The team’s measurements showed that their graphene semiconductor has 10 times the mobility of silicon. In other words, electrons move with very little resistance, which in electronics translates to faster calculation. “It’s like driving on a gravel road rather than a highway,” de Heer said. “It’s more efficient, it heats up less and it allows for higher speeds so the electrons can move faster.”

The team’s product is currently the only two-dimensional semiconductor with all the properties necessary for use in nanoelectronics, and its electrical properties are far superior to those of all other 2D semiconductors currently in development.

“A long-standing problem in graphene electronics is that graphene did not have the right bandgap and could not turn on and off at the right ratio,” said Ma. “Over the years, many have tried to solve this problem with various methods. Our technology reaches the bandgap and is a crucial step in realizing graphene-based electronics.”

Move forward

Epitaxial graphene could cause a paradigm shift in the field of electronics and enable the development of completely new technologies taking advantage of its unique properties.
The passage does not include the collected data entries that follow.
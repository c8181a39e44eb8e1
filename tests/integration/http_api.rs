//! HTTP API integration tests
//!
//! Tests for the dispatch endpoints:
//! - POST /v1/dispatch
//! - POST /v1/route
//! - GET /v1/targets
//! - GET /v1/audit
//! - GET /metrics

use axum::http::StatusCode;
use pretty_assertions::assert_eq;
use serde_json::{json, Value};
use tiered_dispatch::testing::ScriptedBackend;

use crate::common::{TestApp, CLOUD, LOCAL, OCR};

fn cloud_profile() -> Value {
    json!({
        "complexity_level": "complex",
        "domain_type": "ai",
        "privacy_level": "normal",
        "response_time": "normal"
    })
}

#[tokio::test]
async fn test_dispatch_returns_terminal_response() {
    let app = TestApp::healthy();
    let server = app.server();

    let response = server
        .post("/v1/dispatch")
        .json(&json!({
            "profile": cloud_profile(),
            "payload": {"query": "latest release notes"}
        }))
        .await;

    response.assert_status_ok();
    let body: Value = response.json();
    assert_eq!(body["status"], "ok");
    assert_eq!(body["target"], CLOUD);
    assert_eq!(body["result"]["served_by"], CLOUD);
    assert_eq!(
        body["tier_trace"],
        json!(["product", "workflow", "coordinator", "workflow_component", "adapter"])
    );
    assert!(body["correlation_id"].is_string());
    assert!(body["decision_id"].is_string());
    assert_eq!(app.backend(CLOUD).seen()[0].payload["query"], "latest release notes");
}

#[tokio::test]
async fn test_dispatch_invalid_profile_is_bad_request() {
    let app = TestApp::healthy();
    let server = app.server();

    let response = server
        .post("/v1/dispatch")
        .json(&json!({"profile": {"complexity_level": "galactic"}}))
        .await;

    response.assert_status(StatusCode::BAD_REQUEST);
    let body: Value = response.json();
    assert_eq!(body["status"], "error");
    assert_eq!(body["error_detail"]["code"], "INVALID_PROFILE");
    assert_eq!(body["tier_trace"], json!([]));
    assert!(body["correlation_id"].is_string());
    assert_eq!(app.total_calls(), 0);
}

#[tokio::test]
async fn test_dispatch_zero_timeout_is_rejected() {
    let app = TestApp::healthy();
    let server = app.server();

    let response = server
        .post("/v1/dispatch")
        .json(&json!({"profile": cloud_profile(), "timeout_ms": 0}))
        .await;

    response.assert_status(StatusCode::BAD_REQUEST);
    let body: Value = response.json();
    assert_eq!(body["status"], "error");
    assert_eq!(body["error_detail"]["code"], "BAD_REQUEST");
    assert!(body["error_detail"]["message"]
        .as_str()
        .unwrap()
        .contains("timeout_ms"));
}

#[tokio::test]
async fn test_dispatch_failure_carries_status_and_detail() {
    let app = TestApp::with_backends(vec![(CLOUD, ScriptedBackend::failing(CLOUD))]);
    let server = app.server();

    let response = server
        .post("/v1/dispatch")
        .json(&json!({"profile": cloud_profile()}))
        .await;

    response.assert_status(StatusCode::BAD_GATEWAY);
    let body: Value = response.json();
    assert_eq!(body["status"], "error");
    assert_eq!(body["error_detail"]["code"], "BACKEND_ERROR");
    assert_eq!(body["error_detail"]["failing_tier"], "adapter");
    assert!(body.get("result").is_none());
}

#[tokio::test]
async fn test_dispatch_with_all_targets_down_is_unavailable() {
    let app = TestApp::healthy();
    for target in [LOCAL, CLOUD, OCR] {
        app.take_down(target).await;
    }
    let server = app.server();

    let response = server
        .post("/v1/dispatch")
        .json(&json!({"profile": {"special_category": "traditional_chinese_ocr"}}))
        .await;

    response.assert_status(StatusCode::SERVICE_UNAVAILABLE);
    let body: Value = response.json();
    assert_eq!(body["error_detail"]["code"], "FALLBACK_EXHAUSTED");
    assert_eq!(body["tier_trace"], json!([]));
}

#[tokio::test]
async fn test_dispatch_unknown_component_is_bad_request() {
    let app = TestApp::healthy();
    let server = app.server();

    let response = server
        .post("/v1/dispatch")
        .json(&json!({
            "profile": cloud_profile(),
            "components": ["test_manager_mcp", "coffee_machine"]
        }))
        .await;

    response.assert_status(StatusCode::BAD_REQUEST);
    let body: Value = response.json();
    assert_eq!(body["error_detail"]["code"], "BAD_REQUEST");
    assert_eq!(app.total_calls(), 0);
}

#[tokio::test]
async fn test_route_explains_without_dispatching() {
    let app = TestApp::healthy();
    let server = app.server();

    let response = server
        .post("/v1/route")
        .json(&json!({
            "profile": {
                "complexity_level": "simple",
                "language_type": "chinese",
                "privacy_level": "sensitive"
            }
        }))
        .await;

    response.assert_status_ok();
    let body: Value = response.json();
    assert_eq!(body["chosen_target"], LOCAL);
    assert_eq!(body["is_special_override"], false);
    assert_eq!(
        body["contributing_dimensions"],
        json!(["complexity_level", "language_type", "privacy_level"])
    );
    let local = body["score_per_target"][LOCAL].as_f64().unwrap();
    assert!((local - 0.65).abs() < 1e-9);
    assert_eq!(app.total_calls(), 0);
    assert!(app.state.audit.is_empty());
}

#[tokio::test]
async fn test_route_rejects_unknown_fields() {
    let app = TestApp::healthy();
    let server = app.server();

    let response = server
        .post("/v1/route")
        .json(&json!({"profile": {"mood": "cheerful"}}))
        .await;

    response.assert_status(StatusCode::BAD_REQUEST);
}

#[tokio::test]
async fn test_targets_lists_every_record() {
    let app = TestApp::healthy();
    app.take_down(OCR).await;
    let server = app.server();

    let response = server.get("/v1/targets").await;

    response.assert_status_ok();
    let body: Value = response.json();
    assert_eq!(body["privacy_target"], LOCAL);
    assert_eq!(body["capability_target"], CLOUD);
    let targets = body["targets"].as_array().unwrap();
    assert_eq!(targets.len(), 6);
    let ocr = targets.iter().find(|t| t["target_id"] == OCR).unwrap();
    assert_eq!(ocr["state"], "unreachable");
}

#[tokio::test]
async fn test_audit_lists_recent_dispatches() {
    let app = TestApp::healthy();
    let server = app.server();

    server
        .post("/v1/dispatch")
        .json(&json!({"profile": cloud_profile()}))
        .await
        .assert_status_ok();
    server
        .post("/v1/dispatch")
        .json(&json!({"profile": {"special_category": "traditional_chinese_ocr"}}))
        .await
        .assert_status_ok();

    let response = server.get("/v1/audit").add_query_param("limit", 1).await;

    response.assert_status_ok();
    let body: Value = response.json();
    let entries = body["entries"].as_array().unwrap();
    assert_eq!(entries.len(), 1);
    assert_eq!(entries[0]["special_category"], "traditional_chinese_ocr");
    assert_eq!(entries[0]["resolved_target"], OCR);
    assert_eq!(entries[0]["status"], "ok");

    let all: Value = server.get("/v1/audit").await.json();
    assert_eq!(all["entries"].as_array().unwrap().len(), 2);
}

#[tokio::test]
async fn test_metrics_endpoint_renders() {
    tiered_dispatch::routes::metrics::init_metrics();
    let app = TestApp::healthy();
    let server = app.server();

    server
        .post("/v1/dispatch")
        .json(&json!({"profile": cloud_profile()}))
        .await
        .assert_status_ok();

    let response = server.get("/metrics").await;

    response.assert_status_ok();
    assert!(response.text().contains("dispatch_requests_total"));
}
The material makes it possible to use the wave properties of electron quantum mechanics, which is a requirement of quantum computing.

“Our motivation to create graphene electronics has been around for a long time, and the rest was just bringing our project to fruition,” de Heer said. “We had to learn how to process the material, improve it more and more and finally measure its properties. It took a very, very long time.”

According to de Heer, it is not uncommon to see the arrival of a new generation of electronic devices. Before silicon there were vacuum tubes, and before that there were wires and telegraphs. Silicon is one of many milestones in the history of electronics, and the next milestone could be graphene.

“For me, it’s like a Wright Brothers moment,” de Heer said. “They built a plane that could fly 300 feet in the air. But skeptics wondered why the world would need to fly when it already had trains and fast ships. But they persisted, and it was beginning of technology capable of transporting people across the air and oceans.”